> What you need to do: Among the entries below, one line contains "filename crates/docsite_relay/src/session.rs" and another contains "use docsite_feedback::Credential;". Transcribe those two lines and every line between them, exactly.

> Stored data:
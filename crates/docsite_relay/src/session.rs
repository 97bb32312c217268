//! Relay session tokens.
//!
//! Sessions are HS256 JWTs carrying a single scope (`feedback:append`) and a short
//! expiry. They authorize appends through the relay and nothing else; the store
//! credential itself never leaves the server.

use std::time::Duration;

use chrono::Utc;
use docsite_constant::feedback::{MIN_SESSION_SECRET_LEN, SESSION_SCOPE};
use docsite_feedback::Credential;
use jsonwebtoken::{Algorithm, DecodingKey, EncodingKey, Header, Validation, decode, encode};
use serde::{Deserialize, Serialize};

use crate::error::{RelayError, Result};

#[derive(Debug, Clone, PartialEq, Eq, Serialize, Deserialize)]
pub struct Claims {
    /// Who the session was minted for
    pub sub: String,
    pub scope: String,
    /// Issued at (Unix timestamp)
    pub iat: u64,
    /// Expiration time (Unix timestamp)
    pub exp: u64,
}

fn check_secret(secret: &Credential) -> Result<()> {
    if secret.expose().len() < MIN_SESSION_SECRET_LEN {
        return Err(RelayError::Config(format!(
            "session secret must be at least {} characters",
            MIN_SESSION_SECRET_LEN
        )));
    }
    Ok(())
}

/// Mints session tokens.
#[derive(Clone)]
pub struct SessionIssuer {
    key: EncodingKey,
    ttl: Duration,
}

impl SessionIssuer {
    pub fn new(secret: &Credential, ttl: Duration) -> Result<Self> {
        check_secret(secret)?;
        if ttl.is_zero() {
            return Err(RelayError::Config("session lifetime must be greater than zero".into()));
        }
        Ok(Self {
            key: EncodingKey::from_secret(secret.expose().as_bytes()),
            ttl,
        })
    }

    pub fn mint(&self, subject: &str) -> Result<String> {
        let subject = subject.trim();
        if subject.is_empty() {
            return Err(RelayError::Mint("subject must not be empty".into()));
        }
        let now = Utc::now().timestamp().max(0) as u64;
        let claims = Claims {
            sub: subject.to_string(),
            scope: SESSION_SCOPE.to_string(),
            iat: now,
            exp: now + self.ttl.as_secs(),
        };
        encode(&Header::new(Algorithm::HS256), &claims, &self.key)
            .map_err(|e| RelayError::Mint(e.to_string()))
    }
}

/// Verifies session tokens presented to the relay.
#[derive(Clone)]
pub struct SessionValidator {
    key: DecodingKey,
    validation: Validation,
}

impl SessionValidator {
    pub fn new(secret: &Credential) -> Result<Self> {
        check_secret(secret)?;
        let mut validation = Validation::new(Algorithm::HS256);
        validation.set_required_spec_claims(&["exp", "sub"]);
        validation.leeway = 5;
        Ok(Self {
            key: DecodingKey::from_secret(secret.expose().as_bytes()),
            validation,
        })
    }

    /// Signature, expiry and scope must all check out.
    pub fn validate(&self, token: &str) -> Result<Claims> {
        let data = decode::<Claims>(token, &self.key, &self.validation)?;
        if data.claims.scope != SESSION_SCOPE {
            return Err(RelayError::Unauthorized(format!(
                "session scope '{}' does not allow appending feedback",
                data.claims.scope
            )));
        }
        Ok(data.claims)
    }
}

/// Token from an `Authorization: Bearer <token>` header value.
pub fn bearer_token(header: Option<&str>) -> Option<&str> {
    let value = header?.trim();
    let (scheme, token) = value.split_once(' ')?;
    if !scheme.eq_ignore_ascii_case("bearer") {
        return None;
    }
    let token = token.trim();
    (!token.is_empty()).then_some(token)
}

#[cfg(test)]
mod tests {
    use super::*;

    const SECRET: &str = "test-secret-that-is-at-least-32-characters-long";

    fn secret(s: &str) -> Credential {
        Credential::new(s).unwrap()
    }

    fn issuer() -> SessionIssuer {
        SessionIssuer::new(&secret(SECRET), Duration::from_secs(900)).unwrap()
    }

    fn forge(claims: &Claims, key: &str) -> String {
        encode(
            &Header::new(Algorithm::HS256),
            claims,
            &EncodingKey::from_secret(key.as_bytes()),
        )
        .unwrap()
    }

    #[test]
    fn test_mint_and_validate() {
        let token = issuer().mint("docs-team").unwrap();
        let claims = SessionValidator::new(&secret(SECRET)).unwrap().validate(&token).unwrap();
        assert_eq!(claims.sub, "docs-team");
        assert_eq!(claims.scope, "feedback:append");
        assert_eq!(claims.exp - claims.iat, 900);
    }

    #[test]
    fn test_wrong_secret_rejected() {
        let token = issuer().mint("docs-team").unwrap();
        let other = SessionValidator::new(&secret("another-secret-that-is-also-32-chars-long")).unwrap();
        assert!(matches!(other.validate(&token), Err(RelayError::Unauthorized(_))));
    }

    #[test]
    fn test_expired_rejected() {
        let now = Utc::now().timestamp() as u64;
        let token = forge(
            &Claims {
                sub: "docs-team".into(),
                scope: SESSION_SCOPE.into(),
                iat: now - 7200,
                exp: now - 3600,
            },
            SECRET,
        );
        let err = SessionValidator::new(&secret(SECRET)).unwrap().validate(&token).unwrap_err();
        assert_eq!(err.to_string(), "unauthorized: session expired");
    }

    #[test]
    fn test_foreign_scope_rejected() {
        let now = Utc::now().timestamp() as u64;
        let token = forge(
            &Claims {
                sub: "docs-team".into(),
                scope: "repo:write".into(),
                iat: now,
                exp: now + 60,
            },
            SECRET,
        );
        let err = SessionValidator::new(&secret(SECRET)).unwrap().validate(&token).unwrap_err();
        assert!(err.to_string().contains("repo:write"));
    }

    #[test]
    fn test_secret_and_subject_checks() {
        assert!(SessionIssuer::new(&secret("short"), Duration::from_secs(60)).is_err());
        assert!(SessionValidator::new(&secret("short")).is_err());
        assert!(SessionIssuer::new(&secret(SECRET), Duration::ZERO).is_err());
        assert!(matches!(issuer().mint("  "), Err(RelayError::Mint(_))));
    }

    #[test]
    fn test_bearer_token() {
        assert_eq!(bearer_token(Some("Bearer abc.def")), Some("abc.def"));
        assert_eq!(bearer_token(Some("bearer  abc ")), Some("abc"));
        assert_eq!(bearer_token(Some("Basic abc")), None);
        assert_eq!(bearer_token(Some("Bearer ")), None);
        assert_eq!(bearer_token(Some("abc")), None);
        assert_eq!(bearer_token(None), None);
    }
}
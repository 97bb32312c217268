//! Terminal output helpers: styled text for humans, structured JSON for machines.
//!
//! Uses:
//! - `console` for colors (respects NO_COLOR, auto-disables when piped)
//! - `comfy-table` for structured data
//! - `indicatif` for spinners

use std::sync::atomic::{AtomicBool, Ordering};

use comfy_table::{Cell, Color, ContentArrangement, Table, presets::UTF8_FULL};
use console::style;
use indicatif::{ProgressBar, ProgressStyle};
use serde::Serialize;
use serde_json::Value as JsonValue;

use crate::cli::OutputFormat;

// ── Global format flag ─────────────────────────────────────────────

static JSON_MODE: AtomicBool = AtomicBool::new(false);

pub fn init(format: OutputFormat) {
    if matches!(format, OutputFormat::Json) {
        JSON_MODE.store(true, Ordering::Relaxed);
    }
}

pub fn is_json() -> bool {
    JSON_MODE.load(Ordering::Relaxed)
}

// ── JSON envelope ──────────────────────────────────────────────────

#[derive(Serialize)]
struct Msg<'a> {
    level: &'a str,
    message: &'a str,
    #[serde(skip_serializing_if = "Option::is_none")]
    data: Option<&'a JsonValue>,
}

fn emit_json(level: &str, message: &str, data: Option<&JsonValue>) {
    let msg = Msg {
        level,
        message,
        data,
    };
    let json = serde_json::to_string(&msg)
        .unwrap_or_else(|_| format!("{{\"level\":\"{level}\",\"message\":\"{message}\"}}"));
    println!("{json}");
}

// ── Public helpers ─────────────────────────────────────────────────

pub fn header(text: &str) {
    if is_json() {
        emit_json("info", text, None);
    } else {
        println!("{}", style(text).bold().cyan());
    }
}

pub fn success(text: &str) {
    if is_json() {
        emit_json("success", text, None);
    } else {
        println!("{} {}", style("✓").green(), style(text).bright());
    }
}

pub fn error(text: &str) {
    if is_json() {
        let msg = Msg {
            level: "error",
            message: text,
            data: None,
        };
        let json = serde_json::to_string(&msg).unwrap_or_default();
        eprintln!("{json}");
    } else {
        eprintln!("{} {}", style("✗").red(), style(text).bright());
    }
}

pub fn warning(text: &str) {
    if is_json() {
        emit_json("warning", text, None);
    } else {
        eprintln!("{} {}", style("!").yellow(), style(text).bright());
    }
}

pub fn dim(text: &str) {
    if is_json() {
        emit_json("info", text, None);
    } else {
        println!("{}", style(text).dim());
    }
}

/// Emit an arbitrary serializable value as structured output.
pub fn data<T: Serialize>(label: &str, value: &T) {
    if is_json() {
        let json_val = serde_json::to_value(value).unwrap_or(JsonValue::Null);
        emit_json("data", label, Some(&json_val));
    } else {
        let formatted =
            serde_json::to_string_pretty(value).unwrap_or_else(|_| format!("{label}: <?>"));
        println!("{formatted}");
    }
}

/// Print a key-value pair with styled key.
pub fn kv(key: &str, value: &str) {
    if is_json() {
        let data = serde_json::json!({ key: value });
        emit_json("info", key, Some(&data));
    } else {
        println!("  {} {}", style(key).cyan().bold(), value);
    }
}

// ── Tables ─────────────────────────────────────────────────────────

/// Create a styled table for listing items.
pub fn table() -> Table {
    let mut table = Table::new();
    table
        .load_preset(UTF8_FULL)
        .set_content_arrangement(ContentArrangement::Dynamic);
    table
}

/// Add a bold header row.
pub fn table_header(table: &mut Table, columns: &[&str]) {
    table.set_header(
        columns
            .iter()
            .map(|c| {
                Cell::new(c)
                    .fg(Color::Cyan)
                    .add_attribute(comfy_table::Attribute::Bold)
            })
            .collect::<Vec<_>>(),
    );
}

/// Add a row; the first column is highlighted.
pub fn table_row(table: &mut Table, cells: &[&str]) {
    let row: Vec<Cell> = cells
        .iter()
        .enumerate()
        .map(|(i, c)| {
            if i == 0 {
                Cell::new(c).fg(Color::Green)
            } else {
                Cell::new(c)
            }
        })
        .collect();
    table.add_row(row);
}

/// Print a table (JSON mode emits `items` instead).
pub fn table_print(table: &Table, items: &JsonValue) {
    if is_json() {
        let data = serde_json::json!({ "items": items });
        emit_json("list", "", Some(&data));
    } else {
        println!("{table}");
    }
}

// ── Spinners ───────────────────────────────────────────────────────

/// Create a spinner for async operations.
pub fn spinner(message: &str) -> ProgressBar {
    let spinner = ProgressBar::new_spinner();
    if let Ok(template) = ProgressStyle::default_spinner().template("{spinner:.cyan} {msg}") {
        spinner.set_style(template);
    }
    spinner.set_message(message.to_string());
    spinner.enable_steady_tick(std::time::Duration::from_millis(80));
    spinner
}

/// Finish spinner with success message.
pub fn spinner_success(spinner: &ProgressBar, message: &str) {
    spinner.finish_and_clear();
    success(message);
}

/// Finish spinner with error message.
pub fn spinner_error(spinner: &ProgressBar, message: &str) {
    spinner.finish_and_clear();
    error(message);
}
...
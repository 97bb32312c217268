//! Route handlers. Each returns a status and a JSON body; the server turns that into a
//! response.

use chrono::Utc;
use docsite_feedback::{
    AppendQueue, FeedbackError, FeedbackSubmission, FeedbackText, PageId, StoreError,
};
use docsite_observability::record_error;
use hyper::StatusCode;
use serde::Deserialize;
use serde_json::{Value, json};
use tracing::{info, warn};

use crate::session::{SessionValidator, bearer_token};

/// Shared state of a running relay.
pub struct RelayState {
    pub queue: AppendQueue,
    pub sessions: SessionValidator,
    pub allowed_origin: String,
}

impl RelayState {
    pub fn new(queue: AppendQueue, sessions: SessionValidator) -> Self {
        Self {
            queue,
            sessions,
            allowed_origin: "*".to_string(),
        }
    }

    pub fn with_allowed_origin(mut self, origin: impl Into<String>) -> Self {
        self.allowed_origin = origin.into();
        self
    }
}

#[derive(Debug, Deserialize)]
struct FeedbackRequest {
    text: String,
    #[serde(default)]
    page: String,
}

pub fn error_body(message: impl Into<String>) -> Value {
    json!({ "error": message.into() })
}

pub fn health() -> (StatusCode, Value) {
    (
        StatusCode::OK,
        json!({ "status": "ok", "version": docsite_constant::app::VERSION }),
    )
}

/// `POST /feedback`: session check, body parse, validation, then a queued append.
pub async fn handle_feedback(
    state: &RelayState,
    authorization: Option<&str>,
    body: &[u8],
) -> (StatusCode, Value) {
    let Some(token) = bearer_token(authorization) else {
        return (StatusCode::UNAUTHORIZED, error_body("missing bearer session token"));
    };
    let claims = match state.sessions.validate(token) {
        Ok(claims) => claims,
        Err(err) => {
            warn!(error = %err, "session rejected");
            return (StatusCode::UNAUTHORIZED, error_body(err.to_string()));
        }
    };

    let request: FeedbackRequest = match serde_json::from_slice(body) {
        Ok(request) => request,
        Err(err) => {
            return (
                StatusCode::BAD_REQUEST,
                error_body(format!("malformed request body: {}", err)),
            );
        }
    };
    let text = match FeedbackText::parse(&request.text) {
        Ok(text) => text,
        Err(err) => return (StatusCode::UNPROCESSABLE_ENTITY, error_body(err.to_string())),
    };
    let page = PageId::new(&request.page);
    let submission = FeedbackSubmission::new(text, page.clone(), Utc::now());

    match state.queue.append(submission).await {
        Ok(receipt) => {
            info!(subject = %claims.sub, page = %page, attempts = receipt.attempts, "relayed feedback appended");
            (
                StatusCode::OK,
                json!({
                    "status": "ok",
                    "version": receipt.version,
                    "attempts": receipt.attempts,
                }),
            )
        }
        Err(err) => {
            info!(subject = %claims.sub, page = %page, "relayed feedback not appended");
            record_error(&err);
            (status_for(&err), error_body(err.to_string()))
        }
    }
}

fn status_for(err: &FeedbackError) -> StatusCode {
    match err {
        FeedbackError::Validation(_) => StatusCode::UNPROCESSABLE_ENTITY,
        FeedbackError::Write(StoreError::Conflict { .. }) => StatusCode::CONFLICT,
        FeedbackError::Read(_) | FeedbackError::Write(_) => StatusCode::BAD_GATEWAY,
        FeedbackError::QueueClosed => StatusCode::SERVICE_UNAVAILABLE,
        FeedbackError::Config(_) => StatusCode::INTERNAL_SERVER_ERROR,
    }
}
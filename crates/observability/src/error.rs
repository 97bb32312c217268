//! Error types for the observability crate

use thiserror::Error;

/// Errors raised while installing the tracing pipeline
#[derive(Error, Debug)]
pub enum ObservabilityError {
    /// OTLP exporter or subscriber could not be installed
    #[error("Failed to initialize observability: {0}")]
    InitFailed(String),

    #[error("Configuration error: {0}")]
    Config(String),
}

> Result of this exercise:
filename crates/docsite_relay/src/session.rs
repository 97bb32312c217268
//! Relay session tokens.
//!
//! Sessions are HS256 JWTs carrying a single scope (`feedback:append`) and a short
//! expiry. They authorize appends through the relay and nothing else; the store
//! credential itself never leaves the server.

use std::time::Duration;

use chrono::Utc;
use docsite_constant::feedback::{MIN_SESSION_SECRET_LEN, SESSION_SCOPE};
use docsite_feedback::Credential;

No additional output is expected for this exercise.